AUC setup

p3dr0
p3dr0 New Altair Community Member
edited November 5 in Community Q&A
Hi all,

I am new on RapidMiner and have an easy and probably stupid question.

I have 3 columns, a label ( 0 or 1), a prediction ( 0 or 1) and a confidence ( between 0 and 1). When I run performance for AUC I only get an horizontal line y=0 and an horizontal line x=1. I can't make the curve behave as it should.

I labelled my label and prediction and don;t know what else I should do.

Please help!!!
Tagged:

Answers

  • lionelderkrikor
    lionelderkrikor New Altair Community Member
    edited June 2020
    Hi @p3dr0,

    "....Absolutely no question is stupid...... !!!!"
    Could you share your process and data in order we can reproduce and understand what is going on ?

    In the meantime, have you tried to submit your data to AutoModel ?
    Do you observe the same phenomenon on the results screen ?

    EDIT : 

    " ....Whoever asks a question risks five minutes of looking stupid, who does not ask questions will remain stupid all his life..."
    Chinese proverb

    Regards,

    Lionel
  • lionelderkrikor
    lionelderkrikor New Altair Community Member

    I am new on RapidMiner and have an easy and probably stupid question

    "...."There are no stupid questions, only a stupid answer."....
    Albert Einstein

    Regards,

    Lionel
  • p3dr0
    p3dr0 New Altair Community Member
    edited June 2020
    Hi Lionel,

    Thank you for the pep talk :smiley:

    I started with 2 columns: Data ( Y/N) and Prediction ( a result between 0 and 1, which I don't know how it was calculated).

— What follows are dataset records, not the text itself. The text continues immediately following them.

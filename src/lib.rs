//! Operator console and ad delivery controller for the ads REST backend.

pub mod api;
pub mod client;
pub mod config;
pub mod delivery;
pub mod error;
pub mod listing;
pub mod loading;
pub mod models;
pub mod optimistic;
pub mod query;
pub mod screens;
pub mod session;
pub mod table;

use api::RestClient;
use client::HttpClient;
use config::AppConfig;
use error::{ApiError, ApiResult};
use loading::LoadingTracker;
use session::{credentials_match, SessionStore};

// ── Shared application state ───────────────────────────────────────────────

/// Everything the console shares across screens, created once at start-up
/// and torn down at logout.
#[derive(Debug)]
pub struct Console {
    pub config: AppConfig,
    pub api: RestClient,
    pub loading: LoadingTracker,
    pub sessions: SessionStore,
}

impl Console {
    pub fn new(config: AppConfig) -> ApiResult<Self> {
        let loading = LoadingTracker::new();
        let api = RestClient::new(HttpClient::new(&config, loading.clone())?);
        let sessions = SessionStore::new(config.session_duration_hours);

        Ok(Self {
            config,
            api,
            loading,
            sessions,
        })
    }

    /// Check the operator credentials and open a session.
    pub async fn login(&self, username: &str, password: &str) -> ApiResult<String> {
        let user_ok = credentials_match(&self.config.admin_username, username.trim());
        let pass_ok =
            !self.config.admin_password.is_empty() && credentials_match(&self.config.admin_password, password);
        if !(user_ok && pass_ok) {
            tracing::warn!("rejected login for {:?}", username);
            return Err(ApiError::Invalid("Invalid username or password.".into()));
        }

        let token = self.sessions.create().await;
        tracing::info!("operator {} logged in", username.trim());
        Ok(token)
    }

    pub async fn is_authenticated(&self, token: &str) -> bool {
        self.sessions.is_valid(token).await
    }

    /// Invalidate the session and drop all loading state.
    pub async fn logout(&self, token: &str) {
        if self.sessions.remove(token).await {
            tracing::info!("operator logged out");
        }
        self.loading.reset();
    }
}

#[cfg(test)]
mod tests {
    use super::*;
    use std::time::Duration;

    fn console() -> Console {
        let mut config = AppConfig::with_base_url("http://127.0.0.1:9");
        config.admin_password = "hunter2".into();
        Console::new(config).unwrap()
    }

    #[tokio::test]
    async fn login_requires_configured_credentials() {
        let console = console();
        assert!(console.login("root", "wrong").await.is_err());
        assert!(console.login("admin", "hunter2").await.is_err());

        let token = console.login("root", "hunter2").await.unwrap();
        assert!(console.is_authenticated(&token).await);
    }

    #[tokio::test]
    async fn empty_configured_password_never_matches() {
        let console = Console::new(AppConfig::with_base_url("http://127.0.0.1:9")).unwrap();
        assert!(console.login("root", "").await.is_err());
    }

    #[tokio::test]
    async fn logout_invalidates_the_session_and_resets_loading() {
        let console = console();
        let token = console.login("root", "hunter2").await.unwrap();
        console.loading.begin("ads");
        assert!(console.loading.is_loading("ads"));

        console.logout(&token).await;
        assert!(!console.is_authenticated(&token).await);
        assert!(!console.loading.is_loading("ads"));
        console.loading.end("ads", Duration::ZERO);
        assert_eq!(console.loading.active("ads"), 0);
    }
}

    I need to find the AUC. I converted both the Data and Prediction to a 0/1 ( prediction threshold of 0.5) value and used the processes building my design:
    Read CSV
    Set Role: ( Set the converted Data as Label and the converted Prediction as prediction and on other attempt I have also set the initial Prediction with a role of weight.)
    Performance: Asked for AUC to be calculated.

    All this gave a correct pivot-table and correct precision (95%)  and recall (47%) but an AUC of 0.000, with only the lines x=0 and y=1 on the graph, with a positive class of 0 (and the lines x=1 and y=0 and AUC of 1.000 with a positive class of 1)

    I am not sure what else to say if I am honest. I tried Auto Model but it wanted to build the model which I do not want/need.

    Thank you in advance for your help.
  • lionelderkrikor
    lionelderkrikor New Altair Community Member
    @p3dr0

    By reading the description of your process, I observe that there is no model in your process and no confidence results.(confidences are calculated after applying a model)
    Without confidence values, it is impossible to calculate the ROC curve and thus the AUC : thus the curve you observe (and AUC = 0) is what is expected in such case : 






    To be honest , it is difficult to help you without your data... Can you share your data and explain exactly what you want to predict.
    This way, we could help you efficiently...

    Thank you for your understanding,

    Regards,

    Lionel

    PS : if you don't want to share your data publicly here in the community, you can send me your data via a private message.

  • lionelderkrikor
    lionelderkrikor New Altair Community Member
    @p3dr0,

    If you are new in data-science and/or with RapidMiner, I suggest you to see the pedagogic videos of the RapidMiner Academy : 
    https://academy.rapidminer.com/

    In particular you can see the video called "finding the right model". In this video, the focus is on  : 
     - How to build and validate a model (thanks to Cross-Validation)
          AND
     - how to determine the best model thanks to the ROC curves (and the associated AUC) which is explained in detail.
    https://academy.rapidminer.com/learn/video/finding-the-right-model

    Regards,

    Lionel
  • p3dr0
    p3dr0 New Altair Community Member
    edited June 2020
    Hi Lionel,

    Thank you so much for your help.
    I got a very similar graph to yours. Exactly the same issue.

    I am happy to send you my data Please find it attached. 
    You will see the first 2 columns, "data" is the true outcome and the "predicted model" is the prediction.

    I will have a look at the videos. Thank you.

    Thank you again...
    Hope you and your family are safe.